## Assigned task
Search the data for the string "BTreeSet" and gather each line it is in.

## Provided data
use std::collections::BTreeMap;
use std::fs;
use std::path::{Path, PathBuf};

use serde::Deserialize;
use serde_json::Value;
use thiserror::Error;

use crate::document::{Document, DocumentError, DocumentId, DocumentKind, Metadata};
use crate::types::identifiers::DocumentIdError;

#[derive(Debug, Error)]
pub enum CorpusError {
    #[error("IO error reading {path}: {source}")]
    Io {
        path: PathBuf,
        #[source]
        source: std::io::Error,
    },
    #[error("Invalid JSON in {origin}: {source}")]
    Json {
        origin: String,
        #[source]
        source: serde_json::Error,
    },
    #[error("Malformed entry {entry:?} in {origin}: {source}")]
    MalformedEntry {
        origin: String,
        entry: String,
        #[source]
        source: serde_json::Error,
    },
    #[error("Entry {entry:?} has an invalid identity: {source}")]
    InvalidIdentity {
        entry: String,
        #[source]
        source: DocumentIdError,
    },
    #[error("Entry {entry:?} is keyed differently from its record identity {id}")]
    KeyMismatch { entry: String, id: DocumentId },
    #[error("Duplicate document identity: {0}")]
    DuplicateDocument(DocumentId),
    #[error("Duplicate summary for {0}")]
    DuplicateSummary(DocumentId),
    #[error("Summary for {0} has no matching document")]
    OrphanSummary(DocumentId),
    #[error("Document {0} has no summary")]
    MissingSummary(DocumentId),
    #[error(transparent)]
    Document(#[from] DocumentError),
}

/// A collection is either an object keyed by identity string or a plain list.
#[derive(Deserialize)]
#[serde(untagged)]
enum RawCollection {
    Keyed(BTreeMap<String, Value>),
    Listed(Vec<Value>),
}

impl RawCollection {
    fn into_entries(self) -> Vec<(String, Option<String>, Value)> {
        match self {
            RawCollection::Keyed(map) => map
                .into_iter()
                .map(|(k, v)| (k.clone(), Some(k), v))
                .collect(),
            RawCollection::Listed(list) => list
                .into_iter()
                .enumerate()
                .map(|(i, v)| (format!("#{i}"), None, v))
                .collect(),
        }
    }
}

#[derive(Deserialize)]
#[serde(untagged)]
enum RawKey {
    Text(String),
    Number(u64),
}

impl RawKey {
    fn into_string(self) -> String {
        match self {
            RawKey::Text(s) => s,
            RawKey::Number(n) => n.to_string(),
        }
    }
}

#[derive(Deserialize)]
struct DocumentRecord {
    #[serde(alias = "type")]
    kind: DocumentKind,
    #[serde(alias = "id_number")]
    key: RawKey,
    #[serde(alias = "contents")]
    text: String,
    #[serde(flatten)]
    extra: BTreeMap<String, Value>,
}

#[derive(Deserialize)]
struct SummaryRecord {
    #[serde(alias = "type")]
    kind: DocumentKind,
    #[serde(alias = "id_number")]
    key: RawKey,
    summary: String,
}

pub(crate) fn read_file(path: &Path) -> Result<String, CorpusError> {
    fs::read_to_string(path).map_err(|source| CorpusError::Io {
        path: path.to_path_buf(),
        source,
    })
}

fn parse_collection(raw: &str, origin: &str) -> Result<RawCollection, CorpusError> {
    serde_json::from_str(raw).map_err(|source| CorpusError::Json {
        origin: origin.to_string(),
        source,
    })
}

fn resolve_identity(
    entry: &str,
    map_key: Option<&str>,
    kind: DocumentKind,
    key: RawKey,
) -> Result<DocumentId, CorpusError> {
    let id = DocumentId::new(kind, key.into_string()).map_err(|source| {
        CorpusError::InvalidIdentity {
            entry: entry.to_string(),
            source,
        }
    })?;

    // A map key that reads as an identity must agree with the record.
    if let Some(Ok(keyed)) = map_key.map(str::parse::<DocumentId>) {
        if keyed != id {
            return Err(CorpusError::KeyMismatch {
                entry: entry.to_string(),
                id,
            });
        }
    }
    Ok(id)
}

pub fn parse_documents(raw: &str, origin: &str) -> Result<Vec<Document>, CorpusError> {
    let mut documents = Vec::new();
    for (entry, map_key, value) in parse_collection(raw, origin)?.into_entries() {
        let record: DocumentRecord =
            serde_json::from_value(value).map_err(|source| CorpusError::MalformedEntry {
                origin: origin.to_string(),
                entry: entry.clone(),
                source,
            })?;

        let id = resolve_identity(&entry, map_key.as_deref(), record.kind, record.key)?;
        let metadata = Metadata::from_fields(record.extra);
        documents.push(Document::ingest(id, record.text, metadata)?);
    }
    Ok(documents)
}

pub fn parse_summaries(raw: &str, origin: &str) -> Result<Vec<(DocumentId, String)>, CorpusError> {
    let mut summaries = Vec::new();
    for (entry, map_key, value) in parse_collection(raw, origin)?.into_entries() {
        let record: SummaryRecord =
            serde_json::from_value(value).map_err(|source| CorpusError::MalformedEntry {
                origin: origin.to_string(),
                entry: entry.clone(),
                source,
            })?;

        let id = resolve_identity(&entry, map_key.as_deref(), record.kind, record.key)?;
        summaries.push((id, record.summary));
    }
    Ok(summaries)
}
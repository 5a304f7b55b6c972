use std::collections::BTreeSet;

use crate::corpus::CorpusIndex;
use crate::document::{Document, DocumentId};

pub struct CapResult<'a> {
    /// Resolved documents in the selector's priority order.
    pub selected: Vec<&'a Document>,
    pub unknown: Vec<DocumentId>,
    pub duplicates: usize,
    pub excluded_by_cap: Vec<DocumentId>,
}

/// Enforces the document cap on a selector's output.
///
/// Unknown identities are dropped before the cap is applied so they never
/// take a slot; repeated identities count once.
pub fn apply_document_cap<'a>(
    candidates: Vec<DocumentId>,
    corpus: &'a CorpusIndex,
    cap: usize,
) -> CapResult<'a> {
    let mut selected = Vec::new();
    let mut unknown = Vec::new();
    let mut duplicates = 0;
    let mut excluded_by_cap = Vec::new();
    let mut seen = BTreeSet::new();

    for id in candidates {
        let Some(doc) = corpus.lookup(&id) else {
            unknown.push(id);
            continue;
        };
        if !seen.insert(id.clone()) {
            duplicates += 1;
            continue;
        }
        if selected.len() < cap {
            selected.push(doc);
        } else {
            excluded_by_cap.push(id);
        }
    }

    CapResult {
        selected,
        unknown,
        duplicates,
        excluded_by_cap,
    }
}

## Answer box
use std::collections::BTreeSet;
    let mut seen = BTreeSet::new();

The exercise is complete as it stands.